The developers of massively parallel e-beam write tools all reported progress, with MAPPER (which has delivered two 110-beam pre-alpha tools to strategic customers) probably furthest along towards manufacturing. However, Bert Kampherbeek, VP of Systems Engineering at MAPPER, was fully aware of the challenges remaining. The goal remains a 10 wph tool at a cost below 5 million Euros and a footprint of 1 m2, to allow clustering. Getting there means getting all 13,000 beams up, boosting the total beam current to 160 uA on the wafer, rather than today’s picoamps, and lots of system integration.
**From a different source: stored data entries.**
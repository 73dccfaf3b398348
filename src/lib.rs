//! Peshkat - multilingual creator hub
//!
//! Translation, image generation, text-to-speech, a Kurdish writing
//! assistant and English learning search, all backed by a generative AI
//! API. Speech responses arrive as raw PCM and are decoded and played
//! locally.

pub mod api;
pub mod audio;
pub mod error;
pub mod language;
pub mod speech;
pub mod state;
pub mod tasks;

pub use error::{PeshkatError, Result};

/// Version information
pub const VERSION: &str = env!("CARGO_PKG_VERSION");
pub const APP_NAME: &str = "peshkat";
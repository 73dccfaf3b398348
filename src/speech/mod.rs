//! Speech synthesis system

pub mod synth;

pub use synth::{Outcome, RequestTicket, SpeechFormat, SpeechService, Synthesis};
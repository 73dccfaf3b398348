//! Application state management
//!
//! The selected tab, theme and UI language live in one immutable
//! [`AppState`]. Changes go through [`reduce`], which returns a new state,
//! and features receive the state they need as a parameter.

pub mod config;
pub mod labels;
pub mod theme;

use crate::language::{find_language, is_rtl_language, ENGLISH};
use labels::{labels_for, Labels};
use log::{debug, warn};
use std::fmt;
use theme::Theme;

/// Top-level feature tabs
#[derive(Debug, Clone, Copy, PartialEq, Eq, Default)]
pub enum Tab {
    #[default]
    Translator,
    ImageGen,
    Tts,
    Writer,
    Learn,
    About,
}

impl Tab {
    /// Navigation order
    pub const ALL: [Tab; 6] = [
        Tab::Translator,
        Tab::Learn,
        Tab::ImageGen,
        Tab::Tts,
        Tab::Writer,
        Tab::About,
    ];

    pub fn id(self) -> &'static str {
        match self {
            Tab::Translator => "translator",
            Tab::ImageGen => "image_gen",
            Tab::Tts => "tts",
            Tab::Writer => "writer",
            Tab::Learn => "learn",
            Tab::About => "about",
        }
    }

    pub fn from_id(id: &str) -> Option<Self> {
        Self::ALL.into_iter().find(|t| t.id() == id)
    }

    /// Localized navigation label
    pub fn label(self, labels: &Labels) -> &'static str {
        match self {
            Tab::Translator => labels.translate,
            Tab::ImageGen => labels.image,
            Tab::Tts => labels.audio,
            Tab::Writer => labels.write,
            Tab::Learn => labels.learn,
            Tab::About => labels.about,
        }
    }
}

impl fmt::Display for Tab {
    fn fmt(&self, f: &mut fmt::Formatter<'_>) -> fmt::Result {
        f.write_str(self.id())
    }
}

/// State changes the user can make
#[derive(Debug, Clone, PartialEq, Eq)]
pub enum Action {
    SelectTab(Tab),
    SelectTheme(&'static Theme),
    SetUiLanguage(String),
}

/// Shared UI state handed to every feature
#[derive(Debug, Clone, PartialEq, Eq)]
pub struct AppState {
    tab: Tab,
    theme: Theme,
    ui_language: String,
}

impl AppState {
    pub fn new(tab: Tab, theme: Theme, ui_language: &str) -> Self {
        Self {
            tab,
            theme,
            ui_language: ui_language.to_string(),
        }
    }

    pub fn tab(&self) -> Tab {
        self.tab
    }

    pub fn theme(&self) -> &Theme {
        &self.theme
    }

    pub fn ui_language(&self) -> &str {
        &self.ui_language
    }

    /// Labels for the current UI language
    pub fn labels(&self) -> &'static Labels {
        labels_for(&self.ui_language)
    }

    /// Should the UI be laid out right-to-left?
    pub fn is_rtl(&self) -> bool {
        is_rtl_language(&self.ui_language)
    }
}

impl Default for AppState {
    fn default() -> Self {
        Self::new(Tab::default(), Theme::default(), ENGLISH)
    }
}

/// Apply an action, producing the next state
///
/// Unknown UI languages are rejected and leave the state unchanged.
pub fn reduce(state: &AppState, action: Action) -> AppState {
    debug!("Reducing {:?}", action);
    match action {
        Action::SelectTab(tab) => AppState {
            tab,
            ..state.clone()
        },
        Action::SelectTheme(theme) => AppState {
            theme: *theme,
            ..state.clone()
        },
        Action::SetUiLanguage(code) => {
            if find_language(&code).is_none() {
                warn!("Ignoring unknown UI language {:?}", code);
                return state.clone();
            }
            AppState {
                ui_language: code,
                ..state.clone()
            }
        }
    }
}
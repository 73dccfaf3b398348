//! Audio output backends

// Discards audio, for headless runs and tests
pub mod null;

// Writes each playback to a WAV file
pub mod wav;

// Sound card output through cpal
#[cfg(feature = "cpal-output")]
pub mod device;

use super::AudioOutput;
use crate::Result;
use log::{info, warn};
use std::path::PathBuf;

/// Output used when the config does not say: the sound device if the
/// crate was built with it, WAV files otherwise
pub const DEFAULT_OUTPUT: &str = if cfg!(feature = "cpal-output") {
    "device"
} else {
    "wav"
};

/// Which backend the player should send audio to
#[derive(Debug, Clone, PartialEq, Eq)]
pub enum OutputKind {
    /// Drop all samples
    Null,
    /// Write WAV files into a directory
    Wav(PathBuf),
    /// Default sound device
    Device,
}

impl OutputKind {
    /// Parse the `[speech] output` config value
    pub fn parse(value: &str, wav_dir: PathBuf) -> Option<Self> {
        match value.trim().to_ascii_lowercase().as_str() {
            "null" | "none" => Some(OutputKind::Null),
            "wav" | "file" => Some(OutputKind::Wav(wav_dir)),
            "device" | "speaker" => Some(OutputKind::Device),
            _ => None,
        }
    }
}

/// Create the requested audio output
///
/// The device backend falls back to the null backend when no sound
/// device is available or the crate was built without `cpal-output`.
/// The fallback output carries the reason in
/// [`AudioOutput::fallback_reason`].
pub fn create_output(kind: &OutputKind) -> Result<Box<dyn AudioOutput>> {
    match kind {
        OutputKind::Null => {
            info!("Using null audio output");
            Ok(Box::new(null::NullOutput::new()))
        }
        OutputKind::Wav(dir) => {
            info!("Writing audio to WAV files in {:?}", dir);
            Ok(Box::new(wav::WavOutput::new(dir.clone())?))
        }
        OutputKind::Device => create_device_output(),
    }
}

#[cfg(feature = "cpal-output")]
fn create_device_output() -> Result<Box<dyn AudioOutput>> {
    info!("Trying sound device backend...");
    match device::DeviceOutput::new() {
        Ok(output) => {
            info!("✓ Successfully initialized sound device backend");
            Ok(Box::new(output))
        }
        Err(e) => {
            warn!("✗ Sound device unavailable: {}", e);
            info!("Falling back to null audio output");
            Ok(Box::new(null::NullOutput::fallback(format!(
                "sound device unavailable: {}",
                e
            ))))
        }
    }
}

#[cfg(not(feature = "cpal-output"))]
fn create_device_output() -> Result<Box<dyn AudioOutput>> {
    warn!("Built without cpal-output, falling back to null audio output");
    Ok(Box::new(null::NullOutput::fallback(
        "built without sound device support (feature cpal-output)",
    )))
}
Mark McCord of KLA-Tencor revealed breakthroughs made in their DARPA-supported reflective e-beam lithography (REBL) tool which uses a reflective pattern generator chip rather than a transmissive MEMS blanker array. KLA-Tencor has replaced the massive “magnetic prism” which separated the source and patterned beams with an elegant Wien filter and placed a channel plate micro-lens array next to the pattern generator chip to deal with fringing fields. The net result was to shorten the e-beam column to ½ meter, which allows 2.75 uA to be delivered to the chip at <45nm resolution. The 50kV, 62.5X demagnification architecture images 8 pattern generator pixels on each wafer pixel, reducing the effects of errors and anomalies. The pattern generator chip has a 248×4096 pixel array on a 1.6 um pitch, each pixel controlled by 11 transistors. Six wafers are printed simultaneously using a million beams on a continuously rotating maglev stage, with the pattern generator image following the motion of the wafers. Printing with 32 grey-scale levels allows proximity correction as well as on-the-fly error correction. The pixel pitch of 26nm has been resolved, suggesting that the DARPA goal of 45nm resolution is within reach. However, the industry needs 16nm and >10 wph. Because of Coulomb’s law, tightening resolution in e-beam lithography implies reducing beam current and throughput. Still, adding more pixels or columns could take the innovative REBL architecture far enough.
Other vendors described less radical options. Matthias Slodowski of Vistec promoted their multi-shaped beam (MSB) system. This scheme leverages the standard variable shaped beam (VSB) architecture where a flood electron beam is steered through two rectangular apertures which shape it to produce various rectangular geometries in the exposure. Vistec’s evolutionary proposal is to replace each pair of apertures with an 8×8 array, with 64 beamlets steered and shaped independently. A proof of lithography tool has worked with 16 beamlets to pattern 45nm node contact arrays. That could be enough for mask making. Akio Yamada of Advantest described their cell-projection direct write system, which is already being used in the short-turn around wafer shuttle program. With proper design for e-beam (see previous eBeam Intiative article), such systems could form a bridge to whatever comes after 32nm.
An audience member from a major semiconductor manufacturer lamented the dis-integrated and under-funded nature of the maskless lithography effort. His company wanted to use maskless lithography, but needs several complete manufacturing systems, not a bunch of disconnected projects on beam-shaping, data path, verification, etc. Established semiconductor equipment manufacturers need to take over the field and deliver qualified systems to customers, in his opinion. Big companies need two reliable sources of such critical equipment, but he did not yet see two capable companies stepping up. Without semiconductor equipment industry buy-in, the best outcome would be some orphan prototype tools, which might be tried at a few major mask companies or R&D consortia. That would not lead to a solution to the coming crisis for innovative companies and short production run chips. – M.D.L.